Saturday, September 20, 2014

Shieldmaidens: Were there Female Warriors in the Viking Age?

Were there female warriors in the Viking Age? Probably. But beyond that, everything about this questions is vexed, including how many women fought, under what circumstances, whether they had any special status, and so on. The reason the question is vexed is that the sources are not very good. Although I love the sagas, it has to be said that they are epics or novels, not histories, and while some of them are historical novels with good attention to detail, others include elements of outright fantasy. Under the right circumstances archaeology can tell us a lot about this question, but unfortunately in the part of the world where the Vikings lived the circumstances are mostly bad. (Figurine above was found at Hårby, in Denmark, in late 2012; it dates to around 800 CE. It probably depicts a Valkyrie.)

Archaeology

I was inspired to write about this question by all the attention paid on the internet to a 2011 study by Australian archaeologist Shane McLeod. Lots of people have asserted, based on his work, that half the Viking warriors in Britain were women, but that is not what he found. This is what he asserted:
Viking women accompanied their male partners to Britain in far greater numbers than had been previously thought, a study has shown. Almost half of all bodies in burial grounds researchers examined were those of women - with some carrying swords and shields.
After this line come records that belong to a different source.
//! HTTP API server.
//!
//! Each client creates a session, processes a video into it and asks
//! questions. Requests against one session are serialized; sessions are
//! independent of each other. A session lives until it is deleted or, when
//! `server.session_idle_minutes` is non-zero, until it has been unused for
//! that long.

use crate::cli::preflight::{self, Operation};
use crate::cli::Output;
use crate::config::Settings;
use crate::error::TubechatError;
use crate::orchestrator::Orchestrator;
use crate::rag::RagResponse;
use crate::session::{AskOutcome, ChatMessage, ChatSession, SessionState, NO_ACTIVE_VIDEO};
use axum::{
    extract::{Path, State},
    http::StatusCode,
    response::{IntoResponse, Response},
    routing::{get, post},
    Json, Router,
};
use serde::{Deserialize, Serialize};
use std::collections::HashMap;
use std::sync::Arc;
use std::time::{Duration, Instant};
use tokio::sync::{Mutex, RwLock};
use tower_http::cors::{Any, CorsLayer};
use tracing::{debug, info, warn};
use uuid::Uuid;

/// A stored session and when a request last used it.
struct SessionSlot {
    session: Arc<Mutex<ChatSession>>,
    last_active: Instant,
}

impl SessionSlot {
    fn new(session: ChatSession) -> Self {
        Self {
            session: Arc::new(Mutex::new(session)),
            last_active: Instant::now(),
        }
    }

    fn touch(&mut self) {
        self.last_active = Instant::now();
    }

    /// Idle for at least `idle_timeout` and not held by a running request.
    fn is_expired(&self, idle_timeout: Duration) -> bool {
        Arc::strong_count(&self.session) == 1 && self.last_active.elapsed() >= idle_timeout
    }
}

/// Shared application state.
struct AppState {
    orchestrator: Orchestrator,
    sessions: RwLock<HashMap<Uuid, SessionSlot>>,
    idle_timeout: Option<Duration>,
}

impl AppState {
    fn new(orchestrator: Orchestrator) -> Self {
        let idle_timeout = orchestrator.settings().server.session_idle_timeout();
        Self {
            orchestrator,
            sessions: RwLock::new(HashMap::new()),
            idle_timeout,
        }
    }

    async fn session(&self, id: Uuid) -> Result<Arc<Mutex<ChatSession>>, ApiError> {
        let mut sessions = self.sessions.write().await;
        let slot = sessions
            .get_mut(&id)
            .ok_or_else(|| ApiError::new(StatusCode::NOT_FOUND, format!("Session {} not found", id)))?;
        slot.touch();
        Ok(slot.session.clone())
    }

    /// Drop sessions unused for `idle_timeout`, returning how many were removed.
    async fn evict_idle(&self, idle_timeout: Duration) -> usize {
        let mut sessions = self.sessions.write().await;
        let before = sessions.len();
        sessions.retain(|id, slot| {
            let expired = slot.is_expired(idle_timeout);
            if expired {
                debug!("Evicting idle session {}", id);
            }
            !expired
        });
        before - sessions.len()
    }
}

/// Sweep idle sessions every minute, or every `idle_timeout` when shorter.
fn spawn_session_sweeper(state: Arc<AppState>, idle_timeout: Duration) {
    tokio::spawn(async move {
        let mut interval = tokio::time::interval(idle_timeout.min(Duration::from_secs(60)));
        interval.tick().await;

        loop {
            interval.tick().await;
            let evicted = state.evict_idle(idle_timeout).await;
            if evicted > 0 {
                info!("Evicted {} idle sessions", evicted);
            }
        }
    });
}

/// Run the HTTP API server.
pub async fn run_serve(host: &str, port: u16, settings: Settings) -> anyhow::Result<()> {
    if let Err(e) = preflight::check(Operation::Process) {
        Output::error(&format!("{}", e));
        Output::info("Run 'tubechat doctor' for detailed diagnostics.");
        return Err(e.into());
    }

    let orchestrator = Orchestrator::new(settings)?;
    let state = Arc::new(AppState::new(orchestrator));
    let idle_timeout = state.idle_timeout;
    if let Some(idle_timeout) = idle_timeout {
        spawn_session_sweeper(state.clone(), idle_timeout);
    }
    let app = router(state);

    let addr = format!("{}:{}", host, port);
    let listener = tokio::net::TcpListener::bind(&addr).await?;

    Output::header("tubechat API Server");
    println!();
    Output::success(&format!("Listening on http://{}", addr));
    println!();
    println!("Endpoints:");
    Output::kv("Health", "GET    /health");
    Output::kv("New session", "POST   /sessions");
    Output::kv("Get session", "GET    /sessions/{id}");
    Output::kv("Process video", "POST   /sessions/{id}/process");
    Output::kv("Ask", "POST   /sessions/{id}/ask");
    Output::kv("Clear", "POST   /sessions/{id}/clear");
    Output::kv("Delete session", "DELETE /sessions/{id}");
    match idle_timeout {
        Some(timeout) => Output::kv("Idle sessions", &format!("dropped after {} min", timeout.as_secs() / 60)),
        None => Output::kv("Idle sessions", "kept until deleted"),
    }
    println!();
    Output::info("Press Ctrl+C to stop the server.");

    axum::serve(listener, app).await?;

    Ok(())
}

fn router(state: Arc<AppState>) -> Router {
    let cors = CorsLayer::new()
        .allow_origin(Any)
        .allow_methods(Any)
        .allow_headers(Any);

    Router::new()
        .route("/health", get(health))
        .route("/sessions", post(create_session))
        .route("/sessions/{id}", get(get_session).delete(delete_session))
        .route("/sessions/{id}/process", post(process_video))
        .route("/sessions/{id}/ask", post(ask))
        .route("/sessions/{id}/clear", post(clear_session))
        .layer(cors)
        .with_state(state)
}

// === Request/Response Types ===

#[derive(Deserialize)]
struct ProcessRequest {
    url: String,
}

#[derive(Deserialize)]
struct AskRequest {
    question: String,
}

#[derive(Serialize)]
struct SessionResponse {
    id: Uuid,
    state: SessionState,
    current_url: Option<String>,
    video: Option<VideoInfo>,
    messages: Vec<ChatMessage>,
}

#[derive(Serialize)]
struct VideoInfo {
    video_id: String,
    language: String,
    translated_from: Option<String>,
    chunk_count: usize,
}

impl From<&ChatSession> for SessionResponse {
    fn from(session: &ChatSession) -> Self {
        Self {
            id: session.id(),
            state: session.state(),
            current_url: session.current_url().map(str::to_string),
            video: session.active().map(|v| VideoInfo {
                video_id: v.video_id.clone(),
                language: v.transcript.language.clone(),
                translated_from: v.transcript.translated_from.clone(),
                chunk_count: v.chunk_count,
            }),
            messages: session.messages().to_vec(),
        }
    }
}

#[derive(Serialize)]
struct ErrorResponse {
    error: String,
}

struct ApiError {
    status: StatusCode,
    message: String,
}

impl ApiError {
    fn new(status: StatusCode, message: impl Into<String>) -> Self {
        Self {
            status,
            message: message.into(),
        }
    }
}

impl From<TubechatError> for ApiError {
    fn from(e: TubechatError) -> Self {
        let status = match &e {
            TubechatError::VideoIdNotFound | TubechatError::InvalidInput(_) => StatusCode::BAD_REQUEST,
            e if e.is_caption_error() => StatusCode::UNPROCESSABLE_ENTITY,
            TubechatError::Embedding(_)
            | TubechatError::OpenAI(_)
            | TubechatError::Translation(_)
            | TubechatError::Http(_) => StatusCode::BAD_GATEWAY,
            _ => StatusCode::INTERNAL_SERVER_ERROR,
        };
        Self::new(status, e.to_string())
    }
}

impl IntoResponse for ApiError {
    fn into_response(self) -> Response {
        if self.status.is_server_error() {
            warn!("{}", self.message);
        }
        (self.status, Json(ErrorResponse { error: self.message })).into_response()
    }
}

// === Handlers ===

async fn health() -> impl IntoResponse {
    Json(serde_json::json!({ "status": "ok" }))
}

async fn create_session(State(state): State<Arc<AppState>>) -> impl IntoResponse {
    let session = ChatSession::new();
    let body = SessionResponse::from(&session);

    state
        .sessions
        .write()
        .await
        .insert(session.id(), SessionSlot::new(session));
    info!("Created session {}", body.id);

    (StatusCode::CREATED, Json(body))
}

async fn get_session(
    State(state): State<Arc<AppState>>,
    Path(id): Path<Uuid>,
) -> Result<Json<SessionResponse>, ApiError> {
    let session = state.session(id).await?;
    let session = session.lock().await;
    Ok(Json(SessionResponse::from(&*session)))
}

async fn delete_session(State(state): State<Arc<AppState>>, Path(id): Path<Uuid>) -> Result<StatusCode, ApiError> {
    match state.sessions.write().await.remove(&id) {
        Some(_) => Ok(StatusCode::NO_CONTENT),
        None => Err(ApiError::new(StatusCode::NOT_FOUND, format!("Session {} not found", id))),
    }
}

async fn process_video(
    State(state): State<Arc<AppState>>,
    Path(id): Path<Uuid>,
    Json(req): Json<ProcessRequest>,
) -> Result<Json<SessionResponse>, ApiError> {
    let session = state.session(id).await?;
    let mut session = session.lock().await;

    session.process_video(&state.orchestrator, &req.url, |_| {}).await?;
    Ok(Json(SessionResponse::from(&*session)))
}

async fn ask(
    State(state): State<Arc<AppState>>,
    Path(id): Path<Uuid>,
    Json(req): Json<AskRequest>,
) -> Result<Json<RagResponse>, ApiError> {
    let session = state.session(id).await?;
    let mut session = session.lock().await;

    match session.ask(&state.orchestrator, &req.question).await? {
        AskOutcome::Answered(response) => Ok(Json(response)),
        AskOutcome::NoActiveVideo => Err(ApiError::new(StatusCode::CONFLICT, NO_ACTIVE_VIDEO)),
    }
}

async fn clear_session(
    State(state): State<Arc<AppState>>,
    Path(id): Path<Uuid>,
) -> Result<Json<SessionResponse>, ApiError> {
    let session = state.session(id).await?;
    let mut session = session.lock().await;

    session.clear();
    Ok(Json(SessionResponse::from(&*session)))
}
The numbers show that not only were the Vikings accomplished fighters but also the marrying kind who made sure their men had company. . . .  examination of 14 burial mounds found that it was not just the menfolk who came over. Of the 14 studied, six were women and seven were men, with one set not indistinguishable. The researchers came to their conclusion by examining objects found in the graves and looking at isotopes from their bones to identify where they were born. The bones were also examined for signs of which gender they belonged to - previous studies had just assumed that because the body had a knife near it it was a man. One burial site at Repton Woods near Derby, for example, was identified as female even though the remains of three swords were recovered. ‘These results, six female Norse migrants and seven male, should caution against assuming that the great majority of Norse migrants were male, despite the other forms of evidence suggesting the contrary,' the report says. ‘This result of almost a fifty-fifty ratio of Norse female migrants to Norse males is particularly significant when some of the problems with sexing of skeletons are taken into account.’ 
So even if McLeod is right, which is disputed, his main focus was on the number of women among Viking settlers, not among Viking warriors, and he claimed to have found only one female skeleton equipped as a warrior.
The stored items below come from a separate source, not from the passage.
//! Configuration module for tubechat.
//!
//! Handles loading and managing application settings and prompt templates.

mod prompts;
mod settings;

pub use prompts::{Prompts, RagPrompts};
pub use settings::{
    ChunkingSettings, EmbeddingSettings, GeneralSettings, OpenAISettings, PromptSettings,
    RagSettings, RetrievalSettings, SearchType, ServerSettings, Settings, TranslationSettings,
    YoutubeSettings,
};
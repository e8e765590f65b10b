//! Recursive separator-based chunking.
//!
//! Text is split on the coarsest separator present (paragraphs, then lines,
//! then sentences, then words, then characters). Pieces that are still too
//! large are split again with the next finer separator, and small pieces are
//! greedily merged back up to the chunk size. Each new chunk starts with the
//! last words of the previous one, up to the overlap size.

use super::{Chunker, ChunkingConfig, TextChunk};
use crate::error::{Result, TubechatError};
use tracing::debug;

const DEFAULT_SEPARATORS: &[&str] = &["\n\n", "\n", ". ", "? ", "! ", " ", ""];

fn char_len(s: &str) -> usize {
    s.chars().count()
}

/// Recursive character chunker.
pub struct RecursiveChunker {
    separators: Vec<String>,
}

impl Default for RecursiveChunker {
    fn default() -> Self {
        Self::new()
    }
}

impl RecursiveChunker {
    pub fn new() -> Self {
        Self {
            separators: DEFAULT_SEPARATORS.iter().map(|s| s.to_string()).collect(),
        }
    }

    /// Split on `separator`, leaving it attached to the end of each piece.
    fn split_keeping_separator(text: &str, separator: &str) -> Vec<String> {
        if separator.is_empty() {
            return text.chars().map(String::from).collect();
        }

        text.split_inclusive(separator)
            .filter(|p| !p.is_empty())
            .map(str::to_string)
            .collect()
    }

    /// Split `text` into pieces small enough to be merged into chunks, using
    /// finer separators only where a piece is too large.
    fn split_pieces(&self, text: &str, separators: &[String], config: &ChunkingConfig) -> Vec<String> {
        let mut separator = separators.last().map(String::as_str).unwrap_or("");
        let mut finer: &[String] = &[];

        for (i, sep) in separators.iter().enumerate() {
            if sep.is_empty() {
                separator = "";
                break;
            }
            if text.contains(sep.as_str()) {
                separator = sep.as_str();
                finer = &separators[i + 1..];
                break;
            }
        }

        let mut pieces = Vec::new();
        for piece in Self::split_keeping_separator(text, separator) {
            // Leave room for the overlap carried into the chunk holding this piece.
            if char_len(&piece) + config.chunk_overlap <= config.chunk_size || finer.is_empty() {
                pieces.push(piece);
            } else {
                pieces.extend(self.split_pieces(&piece, finer, config));
            }
        }

        pieces
    }

    /// Greedily merge small pieces into chunks of at most `chunk_size`
    /// characters. Every chunk after the first is seeded with the tail of the
    /// previous one from [`overlap_tail`].
    fn merge(pieces: &[String], config: &ChunkingConfig) -> Vec<String> {
        let mut chunks = Vec::new();
        let mut current = String::new();
        let mut total = 0usize;

        for piece in pieces {
            let len = char_len(piece);

            if !current.is_empty() && total + len > config.chunk_size {
                let chunk = current.trim();
                if !chunk.is_empty() {
                    chunks.push(chunk.to_string());
                }

                current = overlap_tail(&current, config.chunk_overlap);
                total = char_len(&current);
            }

            current.push_str(piece);
            total += len;
        }

        let chunk = current.trim();
        if !chunk.is_empty() {
            chunks.push(chunk.to_string());
        }

        chunks
    }
}

/// The longest run of whole words at the end of `text` that fits in `limit`
/// characters. Falls back to the last `limit` characters when the final word
/// alone is longer than that.
fn overlap_tail(text: &str, limit: usize) -> String {
    let body = text.trim_end();
    if limit == 0 || body.is_empty() {
        return String::new();
    }

    let mut remaining = char_len(text);
    let mut after_space = true;
    for (i, c) in text.char_indices() {
        if after_space && !c.is_whitespace() && remaining <= limit {
            return text[i..].to_string();
        }
        after_space = c.is_whitespace();
        remaining -= 1;
    }

    let skip = char_len(body).saturating_sub(limit);
    body.chars().skip(skip).collect()
}

impl Chunker for RecursiveChunker {
    fn chunk(&self, text: &str, config: &ChunkingConfig) -> Result<Vec<TextChunk>> {
        if config.chunk_size == 0 {
            return Err(TubechatError::InvalidInput("chunk_size must be positive".to_string()));
        }
        if config.chunk_overlap >= config.chunk_size {
            return Err(TubechatError::InvalidInput(format!(
                "chunk_overlap ({}) must be smaller than chunk_size ({})",
                config.chunk_overlap, config.chunk_size
            )));
        }

        let pieces = self.split_pieces(text, &self.separators, config);
        let chunks: Vec<TextChunk> = Self::merge(&pieces, config)
            .into_iter()
            .map(|c| c.trim().to_string())
            .filter(|c| !c.is_empty())
            .enumerate()
            .map(|(order, content)| TextChunk::new(content, order))
            .collect();

        debug!(
            "Split {} chars into {} chunks (size {}, overlap {})",
            char_len(text),
            chunks.len(),
            config.chunk_size,
            config.chunk_overlap
        );

        Ok(chunks)
    }
}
Perhaps you are wondering why Shane McLeod went to press after studying only 13 identifiable skeletons, a ridiculously small sample. He did so because identifying the sex of human bones is actually not easy, especially when they have been buried for centuries, and almost all the bones from Viking graves are too badly decayed to be analyzed in this way. Unlike raccoons and lions, male and female humans have exactly the same bones. The only differences are in the size and thickness, especially of the pelvis and skull. These differences are statistical, and there are outliers; there exist women in the world today whose bones would almost certainly be typed as male, and men whose skeletons would be identified as female. If you bury the bones under a ton of dirt -- remember that a cubic yard of dirt weighs 2,000 to 3,000 pounds -- they warp. If the soil is acidic, they gradually dissolve, and sadly for Viking archaeologists, most of the places where Vikings lived and died have acidic soil. Therefore the skeletons that survive are far from ideal for these purposes, and most of them don't survive at all. (Note the poor preservation of these Viking skeletons from Poland.)
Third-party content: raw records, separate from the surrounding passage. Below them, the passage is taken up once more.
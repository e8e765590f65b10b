//! In-memory vector store implementation.

use super::{cosine_similarity, Document, SearchResult, VectorStore};
use crate::error::{Result, TubechatError};
use async_trait::async_trait;
use std::sync::{PoisonError, RwLock};

fn poisoned<T>(_: PoisonError<T>) -> TubechatError {
    TubechatError::VectorStore("Vector store lock poisoned".to_string())
}

/// In-memory vector store. Documents are kept in insertion order so that
/// equal scores rank earlier chunks first.
pub struct MemoryVectorStore {
    documents: RwLock<Vec<Document>>,
}

impl MemoryVectorStore {
    /// Create a new in-memory vector store.
    pub fn new() -> Self {
        Self {
            documents: RwLock::new(Vec::new()),
        }
    }
}

impl Default for MemoryVectorStore {
    fn default() -> Self {
        Self::new()
    }
}

#[async_trait]
impl VectorStore for MemoryVectorStore {
    async fn add_batch(&self, docs: &[Document]) -> Result<usize> {
        self.documents.write().map_err(poisoned)?.extend_from_slice(docs);
        Ok(docs.len())
    }

    async fn search(&self, query_embedding: &[f32], limit: usize) -> Result<Vec<SearchResult>> {
        let docs = self.documents.read().map_err(poisoned)?;

        let mut results: Vec<SearchResult> = docs
            .iter()
            .map(|doc| SearchResult {
                document: doc.clone(),
                score: cosine_similarity(query_embedding, &doc.embedding),
            })
            .collect();

        results.sort_by(|a, b| b.score.partial_cmp(&a.score).unwrap_or(std::cmp::Ordering::Equal));
        results.truncate(limit);

        Ok(results)
    }

}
Archaeologists bitterly dispute the sexing of partially preserved skeletons. Those archaeologists who come across as sexist fools in internet articles based on McLeod's work, because they prefer to identify the sex of skeletons based on the artifacts buried with them, do so because they do not trust the identifications made by forensic anthropologists. In graduate school I read about some field archaeologists who distrusted their lab so much they sent in the skeletons of ten known people who had died within the past century, and their lab got the sex of only eight correct. I suspect that even under good archaeological conditions, the sexing of human skeletons is never more than 90 percent accurate, and as I said the conditions in the Viking world are rarely good.

So while I consider the occasional reports of well-armed Norse skeletons that seem to be female to be evidence of female Vikings, I don't consider it proof. The situation is quite different on the Sarmatian steppes, where there are dozens of well-preserved skeletons of female warriors.

The Sagas

Viking literature has many references to women fighting, in both the more historical works and the legendary material. However, much of that does not really describe warriors. Some of the internet pieces I have seen lately cite a scene from Erik the Red's Saga in which Erik's daughter Freydis picks up an ax and goes after five women who pissed her off. No doubt many Viking women engaged in fist and knife fights, and some of them grabbed a spear when men tried to invade their houses. But that isn't the same as being a warrior. One of the standard saga scenes depicts an attack by a gang of farmers against a real warrior, typically a man of noble family who has served in the retinue of the King of Norway. These are not fair fights, and with his training, sword and helmet the warrior can easily overmaster two or three farmers; it takes four or even five farm boys to bring him down. The question that interests me is not whether some women might have picked up a weapon in an emergency, but whether any were actually trained as warriors and served in elite war bands. Even in the grimly sexist Mediterranean women appear in ancient battles when they were fought in towns, hurling roofing tiles and other missiles down on attackers. But it would be pushing things to call them "warriors."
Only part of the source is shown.